## Source records

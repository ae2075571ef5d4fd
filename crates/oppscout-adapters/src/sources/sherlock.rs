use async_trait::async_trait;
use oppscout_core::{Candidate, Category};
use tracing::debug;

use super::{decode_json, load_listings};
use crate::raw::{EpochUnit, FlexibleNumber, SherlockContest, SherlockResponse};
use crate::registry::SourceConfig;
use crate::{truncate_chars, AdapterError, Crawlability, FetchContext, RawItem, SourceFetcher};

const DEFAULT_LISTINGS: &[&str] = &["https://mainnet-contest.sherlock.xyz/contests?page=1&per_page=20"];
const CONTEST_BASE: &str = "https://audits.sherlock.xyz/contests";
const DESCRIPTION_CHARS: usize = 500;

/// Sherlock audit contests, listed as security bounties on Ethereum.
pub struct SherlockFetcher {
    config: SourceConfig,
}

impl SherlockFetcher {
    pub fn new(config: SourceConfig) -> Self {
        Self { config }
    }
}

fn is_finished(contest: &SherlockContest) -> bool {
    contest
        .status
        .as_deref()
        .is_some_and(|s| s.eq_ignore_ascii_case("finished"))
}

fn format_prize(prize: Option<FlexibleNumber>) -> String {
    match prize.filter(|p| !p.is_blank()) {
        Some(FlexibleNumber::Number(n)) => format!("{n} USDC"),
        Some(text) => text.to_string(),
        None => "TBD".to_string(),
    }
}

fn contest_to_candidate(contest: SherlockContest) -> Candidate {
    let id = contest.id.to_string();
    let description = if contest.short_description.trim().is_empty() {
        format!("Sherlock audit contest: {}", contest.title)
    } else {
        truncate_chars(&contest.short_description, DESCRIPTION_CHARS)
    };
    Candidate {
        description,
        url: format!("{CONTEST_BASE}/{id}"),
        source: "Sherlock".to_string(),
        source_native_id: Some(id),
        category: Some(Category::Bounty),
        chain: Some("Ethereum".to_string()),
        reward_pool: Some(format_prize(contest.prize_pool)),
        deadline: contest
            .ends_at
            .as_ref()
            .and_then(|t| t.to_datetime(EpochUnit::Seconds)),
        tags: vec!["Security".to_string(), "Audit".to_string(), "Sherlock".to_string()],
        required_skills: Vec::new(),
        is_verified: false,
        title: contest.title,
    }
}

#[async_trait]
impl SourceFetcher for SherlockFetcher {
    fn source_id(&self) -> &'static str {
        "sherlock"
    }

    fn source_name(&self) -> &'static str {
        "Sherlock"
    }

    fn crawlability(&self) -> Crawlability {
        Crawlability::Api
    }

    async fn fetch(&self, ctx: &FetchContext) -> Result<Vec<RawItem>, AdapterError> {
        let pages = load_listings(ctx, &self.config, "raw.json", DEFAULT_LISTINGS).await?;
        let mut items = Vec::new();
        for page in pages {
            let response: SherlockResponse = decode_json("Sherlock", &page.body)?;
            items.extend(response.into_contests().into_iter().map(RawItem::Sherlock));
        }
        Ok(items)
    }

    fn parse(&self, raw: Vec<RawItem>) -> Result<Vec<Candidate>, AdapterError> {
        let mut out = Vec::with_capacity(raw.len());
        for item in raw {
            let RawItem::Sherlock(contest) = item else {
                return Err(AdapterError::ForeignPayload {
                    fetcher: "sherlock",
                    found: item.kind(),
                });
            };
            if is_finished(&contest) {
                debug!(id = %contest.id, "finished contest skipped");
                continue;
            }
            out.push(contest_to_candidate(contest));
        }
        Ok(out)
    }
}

## Description of the task
Could you print every record above exactly as it appears?

## Task answer
repository ae2075571ef5d4fd
filename crates/oppscout-adapters/src/sources/sherlock.rs
use async_trait::async_trait;
use oppscout_core::{Candidate, Category};
use tracing::debug;

use super::{decode_json, load_listings};
use crate::raw::{EpochUnit, FlexibleNumber, SherlockContest, SherlockResponse};
use crate::registry::SourceConfig;
use crate::{truncate_chars, AdapterError, Crawlability, FetchContext, RawItem, SourceFetcher};

const DEFAULT_LISTINGS: &[&str] = &["https://mainnet-contest.sherlock.xyz/contests?page=1&per_page=20"];
const CONTEST_BASE: &str = "https://audits.sherlock.xyz/contests";
const DESCRIPTION_CHARS: usize = 500;

/// Sherlock audit contests, listed as security bounties on Ethereum.
pub struct SherlockFetcher {
    config: SourceConfig,
}

impl SherlockFetcher {
    pub fn new(config: SourceConfig) -> Self {
        Self { config }
    }
}

fn is_finished(contest: &SherlockContest) -> bool {
    contest
        .status
        .as_deref()
        .is_some_and(|s| s.eq_ignore_ascii_case("finished"))
}

fn format_prize(prize: Option<FlexibleNumber>) -> String {
    match prize.filter(|p| !p.is_blank()) {
        Some(FlexibleNumber::Number(n)) => format!("{n} USDC"),
        Some(text) => text.to_string(),
        None => "TBD".to_string(),
    }
}

fn contest_to_candidate(contest: SherlockContest) -> Candidate {
    let id = contest.id.to_string();
    let description = if contest.short_description.trim().is_empty() {
        format!("Sherlock audit contest: {}", contest.title)
    } else {
        truncate_chars(&contest.short_description, DESCRIPTION_CHARS)
    };
    Candidate {
        description,
        url: format!("{CONTEST_BASE}/{id}"),
        source: "Sherlock".to_string(),
        source_native_id: Some(id),
        category: Some(Category::Bounty),
        chain: Some("Ethereum".to_string()),
        reward_pool: Some(format_prize(contest.prize_pool)),
        deadline: contest
            .ends_at
            .as_ref()
            .and_then(|t| t.to_datetime(EpochUnit::Seconds)),
        tags: vec!["Security".to_string(), "Audit".to_string(), "Sherlock".to_string()],
        required_skills: Vec::new(),
        is_verified: false,
        title: contest.title,
    }
}

#[async_trait]
impl SourceFetcher for SherlockFetcher {
    fn source_id(&self) -> &'static str {
        "sherlock"
    }

    fn source_name(&self) -> &'static str {
        "Sherlock"
    }

    fn crawlability(&self) -> Crawlability {
        Crawlability::Api
    }

    async fn fetch(&self, ctx: &FetchContext) -> Result<Vec<RawItem>, AdapterError> {
        let pages = load_listings(ctx, &self.config, "raw.json", DEFAULT_LISTINGS).await?;
        let mut items = Vec::new();
        for page in pages {
            let response: SherlockResponse = decode_json("Sherlock", &page.body)?;
            items.extend(response.into_contests().into_iter().map(RawItem::Sherlock));
        }
        Ok(items)
    }

    fn parse(&self, raw: Vec<RawItem>) -> Result<Vec<Candidate>, AdapterError> {
        let mut out = Vec::with_capacity(raw.len());
        for item in raw {
            let RawItem::Sherlock(contest) = item else {
                return Err(AdapterError::ForeignPayload {
                    fetcher: "sherlock",
                    found: item.kind(),
                });
            };
            if is_finished(&contest) {
                debug!(id = %contest.id, "finished contest skipped");
                continue;
            }
            out.push(contest_to_candidate(contest));
        }
        Ok(out)
    }
}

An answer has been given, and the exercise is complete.